Willy Ronis
- Sharlie Evans
- 28 mars 2018
- 3 min de lecture
Willy Ronis est un photographe français emblématique de l’après-guerre. De son vivant, il était l’un des noms marquants de sa discipline, alternant photographie d’actualité engagée et travaux plus artistiques, tels des nus et autres photos de mode. Il est un des représentant du courant artistique de la photographie humaniste, un style typiquement français et reconnu partout à travers le monde.
Le monde du travail est un sujet récurrent tout au long de la carrière deWilly Ronis. Son empathie pour des ouvriers des diverses usines qu’il visite, la cohabitation de l’homme et la machine, les formes austères d’un monde industriel en expansion confèrent une esthétique poétique particulière.

Usine Lorraine-Escaut, Sedan, 1959 – ©Willy Ronis
Willy Ronis explique comment fut prise cette photo : ” J’avais équipé mon appareil d’un téléobjectif moyen (90 mm) pour rapprocher un peu l’arrière-plan, et je forme des vœux pour que quelqu’un franchisse ce mini-pont de fortune (…) Et le miracle souhaité se produit. Je dois courir pour me remettre à la bonne place et, dans l’urgence à libérer le déclic au moment optimum, mon cadrage est un peu basculé. J’ai pris soin de déclencher à l’instant où les deux pieds de la fillette sont au contact du sol. “

Fondamenta nuove, Venise (Italie), 1959 ©Willy Ronis
Au cours d’une de ses balades dans Paris, Willy Ronis monte au sommet de la colonne de Juillet. Après avoir pris quelques photos, il aperçoit un couple contemplant les toits de Paris, qui lui tourne le dos. Il prend vite une photo, en catimini, puis redescend. Plus tard, la photo sera beaucoup publiée, dans des magazines, des livres, en cartes postales, en posters, en puzzles. Willy Ronis, qui a l’habitude de recevoir des lettres de gens qui se reconnaissent sur ses photos, s’étonne que personne ne se manifeste. Il s’agit certainement d’un couple d’étrangers en visite à Paris, qui ignore totalement l’existence de cette photo…. Le couple, Riton et Marinette, il le retrouvera en 1988, dans leur bistrot du quartier de la Bastille dans lequel ils avaient placé cette photo encadrée.

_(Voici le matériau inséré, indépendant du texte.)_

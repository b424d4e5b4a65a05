//! The caller-facing error taxonomy.
//!
//! Failures raised by the byte-level parser, by tape navigation, and by
//! pointer resolution are translated into exactly one [`Error`] kind at the
//! point where they become visible to callers. Nothing downstream inspects
//! the collaborator's error codes directly.

use crate::element::ElementType;

/// Convenience alias used throughout the crate.
pub type Result<T, E = Error> = core::result::Result<T, E>;

/// Every way an operation on a parsed document can fail.
///
/// Data errors (`KeyNotFound`, `IndexOutOfBounds`, ...) are the normal
/// outcome of probing a document that does not have the requested shape.
/// [`Error::Internal`] is different in kind: it reports an
/// internal-consistency failure between this crate and the tape produced by
/// the byte-level parser, and is never raised for well-formed input.
#[derive(Debug, thiserror::Error)]
#[non_exhaustive]
pub enum Error {
    /// An object lookup named a key that is not present.
    #[error("no such key: {0:?}")]
    KeyNotFound(String),

    /// An array index was out of range after negative-index normalization.
    #[error("index {index} out of bounds for array of length {len}")]
    IndexOutOfBounds {
        /// The index as given by the caller, before normalization.
        index: i64,
        /// The length of the array that was indexed.
        len: usize,
    },

    /// A narrowing accessor was called on an element of the wrong type.
    #[error("unexpected type: expected {expected}, found {found}")]
    UnexpectedType {
        /// What the access required, e.g. `"string"` or `"object or array"`.
        expected: &'static str,
        /// The tag actually present at the element's tape position.
        found: ElementType,
    },

    /// The collaborator could not allocate space for the document.
    #[error("out of memory while building the document")]
    OutOfMemory,

    /// The input was not well-formed JSON, carrying the byte-level parser's
    /// own description. Also covers inputs rejected before parsing begins:
    /// empty input, documents over the configured capacity, and documents
    /// nested deeper than [`DEFAULT_MAX_DEPTH`](crate::DEFAULT_MAX_DEPTH).
    #[error("invalid JSON: {0}")]
    Syntax(String),

    /// Reading the input from the file system failed.
    #[error("i/o error: {0}")]
    Io(#[from] std::io::Error),

    /// The input is not valid UTF-8.
    #[error("invalid utf-8 in input: {0}")]
    Decode(#[from] core::str::Utf8Error),

    /// A well-formed JSON pointer did not resolve to a value.
    #[error("json pointer does not resolve: {0:?}")]
    PointerNotFound(String),

    /// A JSON pointer violated RFC 6901 syntax.
    #[error("malformed json pointer: {0}")]
    MalformedPointer(String),

    /// A backend name that is not in the implementation registry.
    #[error("unknown implementation: {0:?}")]
    UnknownImplementation(String),

    /// The parser that produced this view has since parsed another document.
    #[error("stale view: the parser has been reused since this document was parsed")]
    Stale,

    /// The tape and this crate have drifted out of sync. Not recoverable;
    /// indicates a collaborator upgrade this crate does not understand.
    #[error("internal consistency failure: {0}")]
    Internal(&'static str),

    /// Any failure that fits no other kind.
    #[error("{0}")]
    Runtime(String),
}

impl Error {
    /// Translates a byte-level parse failure.
    ///
    /// Every malformed-input condition the collaborator reports (bad literal
    /// atoms, bad numbers, unterminated strings, trailing characters, numbers
    /// outside the representable range, ...) collapses into [`Error::Syntax`]
    /// carrying the underlying message. I/O and UTF-8 problems never reach
    /// this path; they are caught before the collaborator runs.
    pub(crate) fn from_parse(err: simd_json::Error) -> Self {
        Self::Syntax(err.to_string())
    }
}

Les amoureux de la Colonne-Bastille, Paris, 1957 – ©Willy Ronis
Cette photo a été faite pour un reportage ” Revoir Paris “, qui devait mettre en avant des particularités de Paris dont notamment le fameux long pain parisien. Il fallait donc trouver une illustration de cette particularité parisienne. Willy Ronis est aller ” rôder ” autour d’une boulangerie de son quartier. Dans la queue il a repéré ce petit garçon avec sa grand mère qui attendait son tour. Son allure et sa frimousse ont séduit le photographe qui a demandé à la grand mère si il pouvait le photographier quand il sortira avec son pain, ce qu’elle a accepté sans difficulté. Willy Ronis s’est positionné et quand le gamin est sorti avec sa baguette sous le bras il lui a demandé de courir (il a fait sa ” course ” à 3 reprises) et il a fait cette photo magnifique.
Il s’agit donc d’une « mise en scène », il ne s’agit pas comme on pourrait le croire d’un instantané pris au détour d’une rue. Mais peu importe, cela n’enlève rien à cette très belle photo et c’est aussi le talent du photographe que de provoquer la situation qui lui permettra de transmettre sa vision.

Le petit parisien, Paris, 1952 – ©Willy Ronis
Willy Ronis a toujours eu beaucoup d’admiration et de respect pour le corps féminin. Il le connait, le parcourt, l’exalte et le traite avec pudeur et retenue. Avec beaucoup de réalisme et de sensualité, il cueillait un moment d’abandon discret. Les femmes de Ronis sont belles parce qu’il les laisse être. Il les aime pour ce qu’elles sont, il photographie les femmes nues dans un silence qui fait parler. Dans le calme, l’intimité, la tendresse et la sérénité. Les nus de Ronis, dans leur extraordinaire naturel, deviennent sacrés, des déesses toutes simples de passage dans le vingtième siècle. Ses nus sont des partitions musicales, lui qui voulait être musicien, il l’est avec le cadrage, la lumière, les ombres, les attitudes, les gestes, ses photographies sont mélodieuses. Des scènes humbles, d’une pudeur délicate, sans grivoiserie, imprégnée d’un bonheur simple et doux, illustrant parfaitement l’approche humaine, respectueuse et bienveillante qui caractérise l’œuvre de Willy Ronis.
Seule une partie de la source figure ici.